Limi Sharif et al. Implement Sci Commun. .

Abstract

Background: Pain management after childbirth is widely variable, increasing risk of untreated pain, opioid harms, and inequitable experiences of care. The Creating Optimal Pain Management FOR Tailoring Care (COMFORT) clinical practice guideline (CPG) seeks to promote evidence-based, equitable acute peripartum pain management in the United States. We aimed to identify contextual conditions (i.e., barriers and facilitators) and discrete implementation strategies (i.e., theory-based actions taken to routinize a clinical practice) likely to influence COMFORT CPG uptake and specify corresponding multi-component implementation interventions at the perinatal quality collaborative- and unit-level.

Methods: We conducted a qualitative study involving virtual individual interviews and focus groups. Interviews included individuals undergoing childbirth from 2018-2023, (recruited through two online registries), and actively practicing maternity clinicians and surgeons, (recruited via snowball sampling with the eDelphi panel creating the COMFORT CPG), caring for pregnant people in the United States. Focus groups included physicians, midwives, nurses, and unit-based quality improvement (QI) staff working at Michigan hospitals within the Obstetrics Initiative, a statewide perinatal quality collaborative funded by Blue Cross Blue Shield of Michigan and Blue Care Network. The Consolidated Framework for Implementation Research, Expert Recommendations for Implementing Change taxonomy, and Replicating Effective Programs framework informed data collection and analysis. Qualitative content analysis characterized influential contextual conditions, which were linked to implementation strategies and tools using principles of implementation mapping. We then specified multi-component implementation interventions for use by quality collaboratives and unit-based teams.

Results: From May-September 2023, we completed 57 semi-structured individual interviews (31 patients, 26 clinicians) and six focus groups (44 QI champions). Participants identified 10 key conditions influential for COMFORT CPG adoption.
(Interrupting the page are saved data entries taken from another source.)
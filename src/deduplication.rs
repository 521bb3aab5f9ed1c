use crate::error::Result;
use crate::query::Fingerprint;
use chrono::{DateTime, Duration, Utc};
use dashmap::mapref::entry::Entry;
use dashmap::DashMap;
use futures::future::{BoxFuture, Shared};
use futures::{Future, FutureExt};
use std::sync::atomic::{AtomicU64, Ordering};
use std::sync::Arc;

/// Configuration for request deduplication
#[derive(Clone, Debug)]
pub struct DeduplicationConfig {
    /// How long a settled call stays registered, to absorb near-simultaneous
    /// duplicates arriving just after completion
    pub grace_period: Duration,
    /// Whether deduplication is enabled
    pub enabled: bool,
}

impl Default for DeduplicationConfig {
    fn default() -> Self {
        Self {
            grace_period: Duration::seconds(10),
            enabled: true,
        }
    }
}

type SharedCall<T> = Shared<BoxFuture<'static, Result<T>>>;

/// An in-flight (or recently settled) upstream call.
struct PendingCall<T> {
    /// Distinguishes this call from a later one reusing the slot, so cleanup
    /// never removes an entry it did not create.
    id: u64,
    call: SharedCall<T>,
    created_at: DateTime<Utc>,
}

/// Request deduplication system.
///
/// At most one upstream call runs per fingerprint; concurrent callers with
/// the same fingerprint attach to the pending call and share its outcome,
/// success or failure alike.
pub struct RequestDeduplicator<T> {
    pending: Arc<DashMap<Fingerprint, PendingCall<T>>>,
    next_id: AtomicU64,
    config: DeduplicationConfig,
}

impl<T> RequestDeduplicator<T>
where
    T: Clone + Send + Sync + 'static,
{
    pub fn new(config: DeduplicationConfig) -> Self {
        Self {
            pending: Arc::new(DashMap::new()),
            next_id: AtomicU64::new(0),
            config,
        }
    }

    /// Execute `factory` with deduplication.
    ///
    /// If a call for `key` is already registered, the returned future
    /// attaches to it and `factory` is never invoked. Otherwise `factory`
    /// runs exactly once and its outcome is shared with every attached
    /// caller. The registration is removed a grace period after the call
    /// settles, whether it succeeded or failed.
    pub async fn run<F, Fut>(&self, key: Fingerprint, factory: F) -> Result<T>
    where
        F: FnOnce() -> Fut,
        Fut: Future<Output = Result<T>> + Send + 'static,
    {
        if !self.config.enabled {
            return factory().await;
        }

        let call = match self.pending.entry(key.clone()) {
            Entry::Occupied(existing) => {
                log::debug!("Attaching to pending call for key: {}", key);
                existing.get().call.clone()
            }
            Entry::Vacant(slot) => {
                log::debug!("Executing new call for key: {}", key);
                let id = self.next_id.fetch_add(1, Ordering::Relaxed);
                let call: SharedCall<T> = factory().boxed().shared();
                slot.insert(PendingCall {
                    id,
                    call: call.clone(),
                    created_at: Utc::now(),
                });
                self.schedule_cleanup(key, id, call.clone());
                call
            }
        };

        call.await
    }

    /// Remove the entry once the call has settled and the grace period has
    /// elapsed. Removal only applies if the slot still holds the same call.
    fn schedule_cleanup(&self, key: Fingerprint, id: u64, call: SharedCall<T>) {
        let pending = Arc::clone(&self.pending);
        let grace = self.config.grace_period.to_std().unwrap_or_default();

        tokio::spawn(async move {
            let _ = call.await;
            tokio::time::sleep(grace).await;
            if let Some((_, removed)) = pending.remove_if(&key, |_, p| p.id == id) {
                log::debug!(
                    "Removed settled call for key {} ({}ms after creation)",
                    key,
                    (Utc::now() - removed.created_at).num_milliseconds()
                );
            }
        });
    }

    /// Get statistics about pending calls
    pub fn stats(&self) -> DeduplicationStats {
        DeduplicationStats {
            active_count: self.pending.len(),
            active_fingerprints: self
                .pending
                .iter()
                .map(|entry| entry.key().to_string())
                .collect(),
        }
    }

    /// Clear all pending registrations
    pub fn clear(&self) {
        self.pending.clear();
        log::info!("Request deduplicator cleared");
    }
}

/// Statistics for request deduplication
#[derive(Debug, Clone, serde::Serialize, serde::Deserialize)]
pub struct DeduplicationStats {
    pub active_count: usize,
    pub active_fingerprints: Vec<String>,
}

/// Thread-safe wrapper for the deduplicator
pub type SharedRequestDeduplicator<T> = Arc<RequestDeduplicator<T>>;

#[cfg(test)]
mod tests {
    use super::*;
    use crate::error::Error;
    use std::sync::atomic::AtomicUsize;
    use std::time::Duration as StdDuration;

    fn key(s: &str) -> Fingerprint {
        Fingerprint::from_raw(s)
    }

    fn counting_factory(
        count: &Arc<AtomicUsize>,
        value: u32,
    ) -> impl FnOnce() -> BoxFuture<'static, Result<u32>> {
        let count = Arc::clone(count);
        move || {
            count.fetch_add(1, Ordering::SeqCst);
            async move {
                tokio::time::sleep(StdDuration::from_millis(50)).await;
                Ok(value)
            }
            .boxed()
        }
    }

    #[tokio::test]
    async fn test_single_invocation_for_concurrent_callers() {
        let dedup = RequestDeduplicator::new(DeduplicationConfig::default());
        let count = Arc::new(AtomicUsize::new(0));

        let (a, b, c) = tokio::join!(
            dedup.run(key("k"), counting_factory(&count, 7)),
            dedup.run(key("k"), counting_factory(&count, 8)),
            dedup.run(key("k"), counting_factory(&count, 9)),
        );

        assert_eq!(count.load(Ordering::SeqCst), 1);
        assert_eq!(a.unwrap(), 7);
        assert_eq!(b.unwrap(), 7);
        assert_eq!(c.unwrap(), 7);
    }

    #[tokio::test]
    async fn test_different_keys_not_deduplicated() {
        let dedup = RequestDeduplicator::new(DeduplicationConfig::default());
        let count = Arc::new(AtomicUsize::new(0));

        let (a, b) = tokio::join!(
            dedup.run(key("k1"), counting_factory(&count, 1)),
            dedup.run(key("k2"), counting_factory(&count, 2)),
        );

        assert_eq!(count.load(Ordering::SeqCst), 2);
        assert_eq!(a.unwrap(), 1);
        assert_eq!(b.unwrap(), 2);
    }

    #[tokio::test]
    async fn test_fresh_call_after_grace_period() {
        let config = DeduplicationConfig {
            grace_period: Duration::milliseconds(50),
            enabled: true,
        };
        let dedup = RequestDeduplicator::new(config);
        let count = Arc::new(AtomicUsize::new(0));

        dedup
            .run(key("k"), counting_factory(&count, 1))
            .await
            .unwrap();

        // Within the grace period the settled call is still attached to.
        let again = dedup
            .run(key("k"), counting_factory(&count, 2))
            .await
            .unwrap();
        assert_eq!(again, 1);
        assert_eq!(count.load(Ordering::SeqCst), 1);

        tokio::time::sleep(StdDuration::from_millis(150)).await;
        assert_eq!(dedup.stats().active_count, 0);

        let fresh = dedup
            .run(key("k"), counting_factory(&count, 2))
            .await
            .unwrap();
        assert_eq!(fresh, 2);
        assert_eq!(count.load(Ordering::SeqCst), 2);
    }

    #[tokio::test]
    async fn test_failure_shared_with_all_callers() {
        let dedup: RequestDeduplicator<u32> =
            RequestDeduplicator::new(DeduplicationConfig::default());
        let count = Arc::new(AtomicUsize::new(0));

        let failing = |count: &Arc<AtomicUsize>| {
            let count = Arc::clone(count);
            move || {
                count.fetch_add(1, Ordering::SeqCst);
                async move {
                    tokio::time::sleep(StdDuration::from_millis(50)).await;
                    Err(Error::Upstream("listing service unavailable".into()))
                }
                .boxed()
            }
        };

        let (a, b) = tokio::join!(
            dedup.run(key("k"), failing(&count)),
            dedup.run(key("k"), failing(&count)),
        );

        assert_eq!(count.load(Ordering::SeqCst), 1);
        let expected = Error::Upstream("listing service unavailable".into());
        assert_eq!(a.unwrap_err(), expected);
        assert_eq!(b.unwrap_err(), expected);
    }

    #[tokio::test]
    async fn test_disabled_runs_every_factory() {
        let config = DeduplicationConfig {
            enabled: false,
            ..DeduplicationConfig::default()
        };
        let dedup = RequestDeduplicator::new(config);
        let count = Arc::new(AtomicUsize::new(0));

        let (a, b) = tokio::join!(
            dedup.run(key("k"), counting_factory(&count, 1)),
            dedup.run(key("k"), counting_factory(&count, 2)),
        );

        assert_eq!(count.load(Ordering::SeqCst), 2);
        assert_eq!(a.unwrap(), 1);
        assert_eq!(b.unwrap(), 2);
    }

    #[tokio::test]
    async fn test_stats_reflect_pending_calls() {
        let dedup = RequestDeduplicator::new(DeduplicationConfig::default());
        let count = Arc::new(AtomicUsize::new(0));

        let pending = dedup.run(key("slow"), counting_factory(&count, 1));
        let stats_probe = async {
            tokio::time::sleep(StdDuration::from_millis(10)).await;
            dedup.stats()
        };

        let (result, stats) = tokio::join!(pending, stats_probe);
        result.unwrap();

        assert_eq!(stats.active_count, 1);
        assert_eq!(stats.active_fingerprints, vec!["slow".to_string()]);
    }
}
Findings enabled identification of five collaborative-level implementation strategies, 27 unit-level implementation strategies, and 12 associated tools to promote COMFORT CPG adoption including the specification of each strategy's hypothesized mechanism of action and each tool's goal and potential uses.

Conclusions: This work identifies contextual conditions and implementation strategies and tools at the perinatal quality collaborative and unit levels to promote COMFORT CPG adoption on maternity units. These findings may foster more rapid CPG implementation and thereby promote more equitable and evidence-based perinatal pain management care.

Keywords: CFIR; E-REP; ERIC; Guideline; Implementation; Intervention; Maternity care; Pain; Peripartum.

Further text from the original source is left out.